An open letter to Native youth from outgoing Executive Director Erik Stegman
Dear Native Youth:
January 30, 2020 was my last day at the helm of the Center for Native American Youth (CNAY) at the Aspen Institute. I’ve transitioned in and out of many meaningful jobs over my career, and this has been the hardest one to leave, but certainly not to say goodbye.
Working with all of you—and more importantly learning from all of you—every day over the last several years is why this job is harder than others to leave. Only two months after I started, I had the chance to work with the team to help host my first Champions week, welcoming a group of five young leaders to Washington DC to kick-off the next stage of their leadership journeys with us. It was at that moment early in the job that I realized how special this place was. Those five Native youth represented the resilience, hard work, and commitment to culture present in hundreds of tribal communities across the country. Each of you carry that same strength with you. You are the reason our ancestors and relatives know that we have a strong future.
I also want to thank all of you on a personal note. My great grandfather ran away from his boarding school many years ago. He was removed from his family and disciplined for practicing his culture and speaking his language. He finally started a new life in Chicago, but he rarely returned to his Nakoda community. His son grew up to become one of the first Native American dentists and served several tribes in the 50’s and 60’s during the termination period. Like so many others, I have struggled with our family’s loss of connection to culture, but you have all been some of my strongest guides in rebuilding that connection. You have reached out to learn from your elders. You have developed innovative ways to teach culture and language to other youth and children. You have led global movements to protect your sacred sites, lands, and waterways. You are leading through your action and the wisdom you carry forward for your communities.
Though I am moving on, I remain your friend and partner as you lead with your communities. Later this month I start a new role as Executive Director of Native Americans in Philanthropy, an organization dedicated to strengthening philanthropic investment in tribal communities. My years at CNAY have given me such a gift. I feel that I understand the strength of Native youth movements and initiatives so much better than I did going into that role. Because of that, I will continue to build as many platforms for you as I can with funders and other nonprofit organizations. You are always welcome to call on us as an organization, or on me personally as a mentor.

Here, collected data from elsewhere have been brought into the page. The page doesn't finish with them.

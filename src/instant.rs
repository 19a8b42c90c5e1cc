// SPDX-License-Identifier: AGPL-3.0-or-later
// Copyright (C) 2026 Vallés Puig, Ramon

//! Generic time–scale parameterised instant.
//!
//! [`Time<S>`] stores an exact `(seconds, nanos)` pair counted from the epoch
//! of the compile-time marker `S: TimeScale`.  Every atomic scale is a fixed
//! offset away from **TAI**, the canonical representation, so a cross-scale
//! conversion is a single integer addition and never loses precision.
//!
//! Domain-specific methods that only make sense for a particular scale
//! (e.g. GPS week numbering on [`Time<GPS>`](crate::GpsInstant)) live in
//! inherent `impl` blocks gated on the concrete marker type.

use std::marker::PhantomData;
use std::ops::{Add, Sub};
use std::str::FromStr;
use std::sync::LazyLock;

use chrono::TimeDelta;
use regex::Regex;

use crate::epoch::NANOS_PER_SECOND;
use crate::error::{TimeError, TimeResult};
use crate::leap::LeapSecondTable;
use crate::posix::Posix;
use crate::scales::TAI;
use crate::tick60::Tick60Instant;

#[cfg(feature = "serde")]
use serde::{ser::SerializeStruct, Deserialize, Deserializer, Serialize, Serializer};

// ═══════════════════════════════════════════════════════════════════════════
// TimeScale trait
// ═══════════════════════════════════════════════════════════════════════════

/// Marker trait for continuous (leap-second free) time scales.
///
/// A **time scale** defines:
///
/// 1. A human-readable **label** (e.g. `"TAI"`, `"GPS"`).
/// 2. The literal suffix of its `"<seconds>.<nanos><SUFFIX>"` text form.
/// 3. The constant number of seconds separating its epoch from the TAI epoch,
///    counted on the TAI axis.
pub trait TimeScale:
    Copy + Clone + std::fmt::Debug + PartialEq + Eq + PartialOrd + Ord + std::hash::Hash + 'static
{
    /// Display label used by `Debug`-style output and error messages.
    const LABEL: &'static str;

    /// Literal suffix of the text form.
    const TEXT_SUFFIX: &'static str;

    /// `tai_seconds = seconds_on_this_scale + TAI_OFFSET_SECONDS`.
    const TAI_OFFSET_SECONDS: i64;
}

// ═══════════════════════════════════════════════════════════════════════════
// Time<S>, the generic instant
// ═══════════════════════════════════════════════════════════════════════════

/// A point on time scale `S`: whole seconds since the scale's epoch plus a
/// nanosecond fraction in `0..1_000_000_000`.
///
/// Ordering is by seconds, then nanos.
#[derive(Debug, Copy, Clone, PartialEq, Eq, PartialOrd, Ord, Hash)]
pub struct Time<S: TimeScale> {
    seconds: i64,
    nanos: u32,
    _scale: PhantomData<S>,
}

impl<S: TimeScale> Time<S> {
    // ── constructors ──────────────────────────────────────────────────

    /// Create from seconds since the scale's epoch and a nanosecond fraction.
    ///
    /// # Panics
    ///
    /// If `nanos >= 1_000_000_000`.
    #[inline]
    pub const fn from_seconds(seconds: i64, nanos: u32) -> Self {
        assert!(nanos < NANOS_PER_SECOND, "nanos out of range");
        Self {
            seconds,
            nanos,
            _scale: PhantomData,
        }
    }

    /// Build the instant corresponding to a UTC [`Posix`] value.
    ///
    /// `tai = posix − posix(1958-01-01) + (TAI − UTC)`, with the offset taken
    /// from `table`.
    pub fn from_posix(posix: &Posix, table: &LeapSecondTable) -> Self {
        let seconds = table.tai_seconds_from_posix(posix.seconds());
        Time::<TAI>::from_seconds(seconds, posix.nanos()).to::<S>()
    }

    // ── accessors ─────────────────────────────────────────────────────

    /// Whole seconds since the scale's epoch.
    #[inline]
    pub const fn seconds(&self) -> i64 {
        self.seconds
    }

    /// Nanoseconds within the current second.
    #[inline]
    pub const fn nanos(&self) -> u32 {
        self.nanos
    }

    // ── cross-scale conversion ────────────────────────────────────────

    /// Convert this instant to another time scale.
    ///
    /// The conversion routes through the canonical TAI count:
    ///
    /// ```text
    /// self → TAI → target
    /// ```
    ///
    /// # Panics
    ///
    /// If the converted second count does not fit an `i64`, which only
    /// happens within a few hundred million seconds of `i64::MIN`/`i64::MAX`.
    /// Use [`checked_to`](Self::checked_to) for untrusted values.
    #[inline]
    pub const fn to<T: TimeScale>(&self) -> Time<T> {
        match self.checked_to::<T>() {
            Some(t) => t,
            None => panic!("instant out of range for the target time scale"),
        }
    }

    /// [`to`](Self::to), or `None` when the result overflows an `i64`.
    #[inline]
    pub const fn checked_to<T: TimeScale>(&self) -> Option<Time<T>> {
        // Both offsets are a few hundred million seconds, so this cannot overflow.
        let shift = S::TAI_OFFSET_SECONDS - T::TAI_OFFSET_SECONDS;
        match self.seconds.checked_add(shift) {
            Some(seconds) => Some(Time::<T>::from_seconds(seconds, self.nanos)),
            None => None,
        }
    }

    /// Convert to a 100 ns [`Tick60Instant`], truncating sub-tick nanoseconds.
    ///
    /// Fails with [`TimeError::OutOfRange`] outside the Tick60 range.
    #[inline]
    pub fn to_tick60(&self) -> TimeResult<Tick60Instant> {
        Tick60Instant::from_time(self)
    }

    /// Build from a [`Tick60Instant`].
    #[inline]
    pub fn from_tick60(tick: Tick60Instant) -> Self {
        tick.to_gps().to()
    }

    /// The UTC instant this value corresponds to.
    ///
    /// An inserted leap second has no POSIX count of its own and maps onto the
    /// first second after it.
    ///
    /// # Panics
    ///
    /// Outside the range of [`Posix::from_seconds`].
    pub fn to_posix(&self, table: &LeapSecondTable) -> Posix {
        let tai = self.to::<TAI>();
        Posix::from_seconds(table.posix_seconds_from_tai(tai.seconds), tai.nanos)
    }

    // ── arithmetic ────────────────────────────────────────────────────

    fn total_nanos(&self) -> i128 {
        i128::from(self.seconds) * i128::from(NANOS_PER_SECOND) + i128::from(self.nanos)
    }

    fn from_total_nanos(total: i128) -> Option<Self> {
        let per_second = i128::from(NANOS_PER_SECOND);
        let seconds = i64::try_from(total.div_euclid(per_second)).ok()?;
        Some(Self::from_seconds(seconds, total.rem_euclid(per_second) as u32))
    }

    /// `self + delta`, or `None` on overflow.
    pub fn checked_add(&self, delta: TimeDelta) -> Option<Self> {
        let delta_nanos = i128::from(delta.num_seconds()) * i128::from(NANOS_PER_SECOND)
            + i128::from(delta.subsec_nanos());
        Self::from_total_nanos(self.total_nanos() + delta_nanos)
    }

    /// `self - delta`, or `None` on overflow.
    pub fn checked_sub(&self, delta: TimeDelta) -> Option<Self> {
        self.checked_add(-delta)
    }

    /// Signed elapsed time from `earlier` to `self`, or `None` if it does not
    /// fit a [`TimeDelta`].
    pub fn duration_since(&self, earlier: &Self) -> Option<TimeDelta> {
        let diff = self.total_nanos() - earlier.total_nanos();
        let per_second = i128::from(NANOS_PER_SECOND);
        let seconds = i64::try_from(diff.div_euclid(per_second)).ok()?;
        TimeDelta::new(seconds, diff.rem_euclid(per_second) as u32)
    }

    // ── binary form ───────────────────────────────────────────────────

    /// 12-byte big-endian encoding: `i64` seconds followed by `u32` nanos.
    pub fn to_bytes(&self) -> [u8; 12] {
        let mut out = [0u8; 12];
        out[..8].copy_from_slice(&self.seconds.to_be_bytes());
        out[8..].copy_from_slice(&self.nanos.to_be_bytes());
        out
    }

    /// Decode the form produced by [`to_bytes`](Self::to_bytes).
    pub fn from_bytes(bytes: &[u8]) -> TimeResult<Self> {
        let bytes: &[u8; 12] = bytes
            .try_into()
            .map_err(|_| TimeError::invalid_format(S::LABEL, format!("{} bytes", bytes.len())))?;
        let mut seconds = [0u8; 8];
        let mut nanos = [0u8; 4];
        seconds.copy_from_slice(&bytes[..8]);
        nanos.copy_from_slice(&bytes[8..]);
        let nanos = u32::from_be_bytes(nanos);
        if nanos >= NANOS_PER_SECOND {
            return Err(TimeError::out_of_range("nanosecond", nanos));
        }
        Ok(Self::from_seconds(i64::from_be_bytes(seconds), nanos))
    }
}

// ═══════════════════════════════════════════════════════════════════════════
// Generic trait implementations
// ═══════════════════════════════════════════════════════════════════════════

// ── Display / FromStr ─────────────────────────────────────────────────────

impl<S: TimeScale> std::fmt::Display for Time<S> {
    fn fmt(&self, f: &mut std::fmt::Formatter<'_>) -> std::fmt::Result {
        write!(f, "{}.{:09}{}", self.seconds, self.nanos, S::TEXT_SUFFIX)
    }
}

static SECONDS_TEXT: LazyLock<Regex> = LazyLock::new(|| {
    Regex::new(r"^(\d{1,12})\.(\d{3,15})([A-Z]+)$").expect("seconds text pattern is valid")
});

impl<S: TimeScale> FromStr for Time<S> {
    type Err = TimeError;

    /// Parse `"<seconds>.<nanos><SUFFIX>"` with 1–12 integer digits and
    /// 3–15 nanosecond digits.
    ///
    /// The part after the dot is an integer nanosecond count, not a decimal
    /// fraction: `"12.500TAI"` is 12 s and 500 ns.  A count of one second or
    /// more is [`TimeError::OutOfRange`].
    fn from_str(text: &str) -> Result<Self, Self::Err> {
        let caps = SECONDS_TEXT
            .captures(text)
            .filter(|c| &c[3] == S::TEXT_SUFFIX)
            .ok_or_else(|| TimeError::invalid_format(S::LABEL, text))?;
        let invalid = |_| TimeError::invalid_format(S::LABEL, text);
        let seconds = caps[1].parse::<i64>().map_err(invalid)?;
        // At most 15 digits, always fits a u64.
        let nanos = caps[2].parse::<u64>().map_err(invalid)?;
        let nanos = u32::try_from(nanos)
            .ok()
            .filter(|n| *n < NANOS_PER_SECOND)
            .ok_or_else(|| TimeError::out_of_range("nanosecond", nanos))?;
        Ok(Self::from_seconds(seconds, nanos))
    }
}

// ── Serde ─────────────────────────────────────────────────────────────────

#[cfg(feature = "serde")]
impl<S: TimeScale> Serialize for Time<S> {
    fn serialize<Ser>(&self, serializer: Ser) -> Result<Ser::Ok, Ser::Error>
    where
        Ser: Serializer,
    {
        let mut state = serializer.serialize_struct(S::LABEL, 2)?;
        state.serialize_field("seconds", &self.seconds)?;
        state.serialize_field("nanos", &self.nanos)?;
        state.end()
    }
}

#[cfg(feature = "serde")]
impl<'de, S: TimeScale> Deserialize<'de> for Time<S> {
    fn deserialize<D>(deserializer: D) -> Result<Self, D::Error>
    where
        D: Deserializer<'de>,
    {
        #[derive(Deserialize)]
        struct Repr {
            seconds: i64,
            nanos: u32,
        }

        let repr = Repr::deserialize(deserializer)?;
        if repr.nanos >= NANOS_PER_SECOND {
            return Err(serde::de::Error::custom(format!(
                "nanos out of range: {}",
                repr.nanos
            )));
        }
        Ok(Self::from_seconds(repr.seconds, repr.nanos))
    }
}

// ── Arithmetic ────────────────────────────────────────────────────────────

impl<S: TimeScale> Add<TimeDelta> for Time<S> {
    type Output = Self;

    /// # Panics
    ///
    /// On overflow of the seconds counter.
    #[inline]
    fn add(self, rhs: TimeDelta) -> Self::Output {
        self.checked_add(rhs)
            .expect("overflow when adding TimeDelta to instant")
    }
}

impl<S: TimeScale> Sub<TimeDelta> for Time<S> {
    type Output = Self;

    /// # Panics
    ///
    /// On overflow of the seconds counter.
    #[inline]
    fn sub(self, rhs: TimeDelta) -> Self::Output {
        self.checked_sub(rhs)
            .expect("overflow when subtracting TimeDelta from instant")
    }
}

// ═══════════════════════════════════════════════════════════════════════════
// Tests
// ═══════════════════════════════════════════════════════════════════════════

Finally, CNAY has always been the special place it is because of its remarkable team of staff, interns and volunteers. All the amazing programs and initiatives you co-created with us are in very good hands. I’m already in discussions about how I can support many of CNAY’s programs from my new role at NAP. I will always be grateful for the honor of working with so many people committed to you and all the other Native youth leaders across the country every day.
I know many of you face some very serious challenges in your communities. But I also know personally the strength you bring to one another in not only confronting those challenges, but driving forward innovative solutions built on the wisdom of your ancestors. Keep driving forward and know that you have an entire network of us here to support you.
Thank you for all that you have given me.